Present this leaflet at any political department of the Red Army.

Stick your bayonet into the ground! Join the Red Army! Join history! Forward toward a new dawn of humanity!

Sablin returned to his camp dazed and numb. For a long time, he sat quietly, staring into the campfire.

“I’ve just been to the port,” Fay said, approaching him. “It’s so terrible there that it’s indescribable. An Italian ship docked, and everyone rushed to try to get on board. A woman was trampled to death.”

Sablin listened with only half an ear. What am I supposed to do? he thought. We have only three or four days of food left and only a couple of thousand rubles in worthless White Army money.

He looked at the slopes dotted with campfires. There were tens of thousands of people. It was impossible to evacuate them, and they couldn’t put up any fight against the Reds. What would happen to them when the Bolsheviks captured the town?

Smoke from the bonfires filled the sky. Sablin could hear rifle shots from the mountain slopes. Had the Reds already reached the passes? Or perhaps that was the Greens attacking and robbing a traveler. It was impossible to tell.

The night drew in quickly, but the camp was still humming and bustling with activity as people settled down for the night. A bird chirruped in the bushes.

Sablin got up—it was time to do the rounds of his patients still lying in carts. The nurses changed their bandages, and their tanned, thin faces were lit up by the gas lights like the faces of icons.

In the last cart lay a twenty-two-year-old patient, Nikita Yeremin. Three days earlier, Sablin had amputated his foot rotten with gangrene.

“How are you doing, young man?” Sablin asked.

Yeremin was lying with his hands behind his head. “I’m fine, doctor,” he said. “Look at the moon—how beautiful it is. It looks like a great, big, round cheese full of holes. My mother had a grocery shop in Kiev, and she sold that kind of cheese there.”

“Do we have any soap left?” Fay shouted. “We’re out of clean bandages too. I’ll have to wash dirty ones.”

“You should go to the British warehouses and get yourself new bandages there,” a male voice said from the darkness.

Sablin turned his head and was startled to see a Cossack right behind him with a dozen medical kits strung over his shoulders.
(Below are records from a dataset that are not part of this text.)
//! Sequential labeling pipeline over a directory of PDF documents.
//!
//! Documents are processed one at a time; the only shared state is the
//! accumulating row list, written out once after the loop.

use std::path::{Path, PathBuf};

use anyhow::Context;
use console::style;
use indicatif::{ProgressBar, ProgressStyle};
use tracing::info;

use crate::config::Settings;
use crate::export::{self, LabelRecord};
use crate::extract;
use crate::llm::{ChatBackend, LlmConfig};
use crate::services::label::{LabelOutcome, Labeler};

/// Counters for a completed run.
#[derive(Debug, Default)]
pub struct RunSummary {
    /// Documents that received generated labels.
    pub labeled: usize,
    /// Documents with no extractable text.
    pub empty: usize,
    /// Documents whose retry budget was exhausted.
    pub failed: usize,
    /// Rows written to the output table.
    pub total: usize,
}

/// Runs the extract → label → export pipeline.
pub struct LabelPipeline<'a> {
    settings: &'a Settings,
    llm_config: &'a LlmConfig,
    backend: &'a dyn ChatBackend,
}

impl<'a> LabelPipeline<'a> {
    pub fn new(
        settings: &'a Settings,
        llm_config: &'a LlmConfig,
        backend: &'a dyn ChatBackend,
    ) -> Self {
        Self {
            settings,
            llm_config,
            backend,
        }
    }

    /// Process every PDF in the input directory and write the output table.
    ///
    /// A single document can never abort the run; only a missing input
    /// directory or a failed export is fatal. On export failure the
    /// accumulated rows are printed before the error propagates, so
    /// collected results are not lost.
    pub async fn run(&self) -> anyhow::Result<RunSummary> {
        let mut files = list_pdf_files(&self.settings.input_dir)?;
        if self.settings.doc_limit > 0 && files.len() > self.settings.doc_limit {
            files.truncate(self.settings.doc_limit);
        }

        let labeler = Labeler::new(self.backend, self.llm_config);
        let mut summary = RunSummary::default();
        let mut rows: Vec<LabelRecord> = Vec::with_capacity(files.len());

        let pb = ProgressBar::new(files.len() as u64);
        pb.set_style(
            ProgressStyle::default_bar()
                .template("{spinner:.green} [{bar:30.cyan/blue}] {pos}/{len} {wide_msg}")
                .unwrap()
                .progress_chars("█▓░"),
        );
        pb.set_message("Labeling...");

        for path in &files {
            let filename = path
                .file_name()
                .map(|n| n.to_string_lossy().into_owned())
                .unwrap_or_default();
            pb.set_message(truncate(&filename, 40));
            info!("Processing: {}", filename);

            let text = extract::extract_text(path, self.settings.page_limit);
            let outcome = labeler.label(&text).await;

            match &outcome {
                LabelOutcome::Generated(labels) => {
                    summary.labeled += 1;
                    pb.println(format!("  {} {} -> {}", style("✓").green(), filename, labels));
                }
                LabelOutcome::NoText => {
                    summary.empty += 1;
                    pb.println(format!(
                        "  {} {} has no extractable text",
                        style("!").yellow(),
                        filename
                    ));
                }
                LabelOutcome::Exhausted => {
                    summary.failed += 1;
                    pb.println(format!(
                        "  {} {} labeling failed",
                        style("✗").red(),
                        filename
                    ));
                }
            }

            rows.push(LabelRecord {
                filename,
                labels: outcome.into_label(),
            });
            pb.inc(1);
        }

        pb.finish_and_clear();
        summary.total = rows.len();

        if let Err(e) = export::write_table(&self.settings.output_path, &rows) {
            // Surface the collected results before failing the run
            println!(
                "{} Could not write {}: {}",
                style("✗").red(),
                self.settings.output_path.display(),
                e
            );
            for row in &rows {
                println!("  {} -> {}", row.filename, row.labels);
            }
            return Err(e).with_context(|| {
                format!(
                    "failed to write output table {}",
                    self.settings.output_path.display()
                )
            });
        }

        info!(rows = summary.total, "Wrote output table");
        Ok(summary)
    }
}

/// List PDF files in a directory, sorted by filename.
///
/// The extension match is case-insensitive and non-files are skipped.
/// Sorting keeps output tables reproducible across platforms whose
/// directory-listing order differs.
fn list_pdf_files(dir: &Path) -> anyhow::Result<Vec<PathBuf>> {
    let entries = std::fs::read_dir(dir)
        .with_context(|| format!("failed to read input directory {}", dir.display()))?;

    let mut files = Vec::new();
    for entry in entries {
        let entry = entry?;
        let path = entry.path();
        if !path.is_file() {
            continue;
        }
        let is_pdf = path
            .extension()
            .and_then(|e| e.to_str())
            .is_some_and(|e| e.eq_ignore_ascii_case("pdf"));
        if is_pdf {
            files.push(path);
        }
    }

    files.sort_by(|a, b| a.file_name().cmp(&b.file_name()));
    Ok(files)
}

fn truncate(s: &str, max: usize) -> String {
    if s.len() <= max {
        s.to_string()
    } else {
        format!("{}...", &s[..max - 3])
    }
}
“Where did you get all this?” Sablin asked.

The Cossack pointed to the city below. “The British are destroying their military warehouses, so they’re giving away supplies for free.”

Sablin glanced at Fay. “Call Kirill Savich,” he said. “We need to go to the British now.”

“Doctor, please don’t leave us!” Yeremin cried out, grabbing Sablin’s sleeve.

“Don’t be silly.” Sablin pulled away his hand. “I’m not going to leave you behind.”

But Yeremin wouldn’t listen. “Doctor, promise you won’t abandon us! We’ll die here without you.”

Even when Sablin, Fay, and Kirill Savich had driven far away from the camp, they could still hear him shouting.